=== DATASET RECORDS ===
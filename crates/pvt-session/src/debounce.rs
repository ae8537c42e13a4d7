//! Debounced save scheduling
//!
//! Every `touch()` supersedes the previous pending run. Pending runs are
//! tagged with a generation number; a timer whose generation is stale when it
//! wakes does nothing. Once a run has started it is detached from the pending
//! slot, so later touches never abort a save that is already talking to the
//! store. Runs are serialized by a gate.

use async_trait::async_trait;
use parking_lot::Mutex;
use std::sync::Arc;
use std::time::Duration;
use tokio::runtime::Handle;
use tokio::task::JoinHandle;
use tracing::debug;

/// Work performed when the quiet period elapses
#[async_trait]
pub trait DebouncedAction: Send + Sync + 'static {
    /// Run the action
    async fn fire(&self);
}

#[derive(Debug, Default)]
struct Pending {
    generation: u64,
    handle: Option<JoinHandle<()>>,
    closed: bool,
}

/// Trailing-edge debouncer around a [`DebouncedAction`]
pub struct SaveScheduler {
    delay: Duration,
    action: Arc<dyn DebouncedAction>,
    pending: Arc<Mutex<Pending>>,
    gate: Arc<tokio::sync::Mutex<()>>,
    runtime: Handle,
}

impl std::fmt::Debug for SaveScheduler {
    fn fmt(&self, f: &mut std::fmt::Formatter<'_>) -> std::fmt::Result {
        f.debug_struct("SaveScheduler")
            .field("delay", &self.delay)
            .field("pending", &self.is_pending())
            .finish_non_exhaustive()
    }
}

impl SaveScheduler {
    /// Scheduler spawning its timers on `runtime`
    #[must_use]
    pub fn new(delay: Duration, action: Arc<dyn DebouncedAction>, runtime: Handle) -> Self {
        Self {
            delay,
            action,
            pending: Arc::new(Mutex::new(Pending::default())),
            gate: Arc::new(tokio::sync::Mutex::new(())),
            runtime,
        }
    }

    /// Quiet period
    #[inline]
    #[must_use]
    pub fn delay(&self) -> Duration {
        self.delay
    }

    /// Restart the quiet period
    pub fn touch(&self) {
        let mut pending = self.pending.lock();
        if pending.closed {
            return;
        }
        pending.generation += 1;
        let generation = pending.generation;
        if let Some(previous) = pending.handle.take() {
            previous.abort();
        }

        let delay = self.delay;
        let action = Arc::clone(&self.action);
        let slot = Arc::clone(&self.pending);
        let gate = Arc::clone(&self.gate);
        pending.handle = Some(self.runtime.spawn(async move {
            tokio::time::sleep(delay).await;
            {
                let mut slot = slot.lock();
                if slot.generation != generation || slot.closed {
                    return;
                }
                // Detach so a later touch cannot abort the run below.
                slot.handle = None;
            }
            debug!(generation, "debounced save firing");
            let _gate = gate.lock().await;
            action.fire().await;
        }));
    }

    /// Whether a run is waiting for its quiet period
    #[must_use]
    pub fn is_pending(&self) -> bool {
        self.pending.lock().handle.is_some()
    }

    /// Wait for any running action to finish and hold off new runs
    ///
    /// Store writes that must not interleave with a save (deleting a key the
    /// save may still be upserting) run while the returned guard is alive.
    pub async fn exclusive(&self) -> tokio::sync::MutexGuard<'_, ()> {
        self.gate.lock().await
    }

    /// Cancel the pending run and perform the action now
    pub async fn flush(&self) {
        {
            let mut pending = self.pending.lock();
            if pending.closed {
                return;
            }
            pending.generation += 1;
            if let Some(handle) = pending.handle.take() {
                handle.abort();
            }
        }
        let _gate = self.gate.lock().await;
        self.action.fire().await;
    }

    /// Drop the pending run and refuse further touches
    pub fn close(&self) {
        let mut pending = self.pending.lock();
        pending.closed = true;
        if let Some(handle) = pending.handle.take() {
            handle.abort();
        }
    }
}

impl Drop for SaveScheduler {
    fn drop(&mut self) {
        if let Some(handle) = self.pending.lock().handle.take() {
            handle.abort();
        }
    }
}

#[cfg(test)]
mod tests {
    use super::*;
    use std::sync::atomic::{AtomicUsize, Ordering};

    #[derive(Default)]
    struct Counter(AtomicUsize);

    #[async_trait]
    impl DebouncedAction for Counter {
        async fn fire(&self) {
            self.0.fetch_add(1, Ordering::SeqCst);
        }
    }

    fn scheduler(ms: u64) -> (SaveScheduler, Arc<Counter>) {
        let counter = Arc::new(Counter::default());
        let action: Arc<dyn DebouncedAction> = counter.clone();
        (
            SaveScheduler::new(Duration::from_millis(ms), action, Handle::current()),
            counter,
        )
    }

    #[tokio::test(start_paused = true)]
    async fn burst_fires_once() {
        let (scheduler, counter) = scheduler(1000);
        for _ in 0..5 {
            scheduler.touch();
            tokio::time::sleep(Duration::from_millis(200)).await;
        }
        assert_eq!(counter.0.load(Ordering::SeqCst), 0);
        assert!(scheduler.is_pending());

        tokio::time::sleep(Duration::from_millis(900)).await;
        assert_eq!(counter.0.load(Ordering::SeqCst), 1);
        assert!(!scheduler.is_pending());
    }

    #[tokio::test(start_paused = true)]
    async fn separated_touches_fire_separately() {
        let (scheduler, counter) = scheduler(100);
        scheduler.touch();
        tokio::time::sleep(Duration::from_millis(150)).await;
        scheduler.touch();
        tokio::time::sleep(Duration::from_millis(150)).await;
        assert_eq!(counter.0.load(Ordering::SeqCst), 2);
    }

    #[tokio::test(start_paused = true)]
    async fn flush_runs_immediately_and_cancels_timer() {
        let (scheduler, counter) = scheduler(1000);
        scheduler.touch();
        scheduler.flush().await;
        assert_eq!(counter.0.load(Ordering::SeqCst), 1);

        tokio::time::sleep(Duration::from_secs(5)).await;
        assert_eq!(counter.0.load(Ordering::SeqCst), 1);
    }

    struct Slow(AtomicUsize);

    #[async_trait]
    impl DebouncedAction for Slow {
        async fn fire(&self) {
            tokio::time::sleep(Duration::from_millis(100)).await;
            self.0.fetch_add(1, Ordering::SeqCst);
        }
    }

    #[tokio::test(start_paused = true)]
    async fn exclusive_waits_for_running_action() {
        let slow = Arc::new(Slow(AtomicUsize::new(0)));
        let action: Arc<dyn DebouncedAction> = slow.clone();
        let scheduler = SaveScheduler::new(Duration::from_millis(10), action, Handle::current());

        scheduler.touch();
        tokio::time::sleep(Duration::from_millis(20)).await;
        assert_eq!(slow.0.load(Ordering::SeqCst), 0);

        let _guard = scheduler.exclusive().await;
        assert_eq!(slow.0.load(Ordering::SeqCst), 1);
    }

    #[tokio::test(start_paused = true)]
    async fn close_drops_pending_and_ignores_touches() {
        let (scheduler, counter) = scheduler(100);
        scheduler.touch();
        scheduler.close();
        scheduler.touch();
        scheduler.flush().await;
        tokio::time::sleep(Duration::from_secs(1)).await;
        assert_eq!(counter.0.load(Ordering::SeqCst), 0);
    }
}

=== AIM OF THE EXERCISE ===
Repeat exactly the lines of the data from the first one through the line with "use tokio::runtime::Handle;", both of them included.

=== RESPONSE BOX ===
filename crates/pvt-session/src/debounce.rs
repository ae8537c42e13a4d7
//! Debounced save scheduling
//!
//! Every `touch()` supersedes the previous pending run. Pending runs are
//! tagged with a generation number; a timer whose generation is stale when it
//! wakes does nothing. Once a run has started it is detached from the pending
//! slot, so later touches never abort a save that is already talking to the
//! store. Runs are serialized by a gate.

use async_trait::async_trait;
use parking_lot::Mutex;
use std::sync::Arc;
use std::time::Duration;
use tokio::runtime::Handle;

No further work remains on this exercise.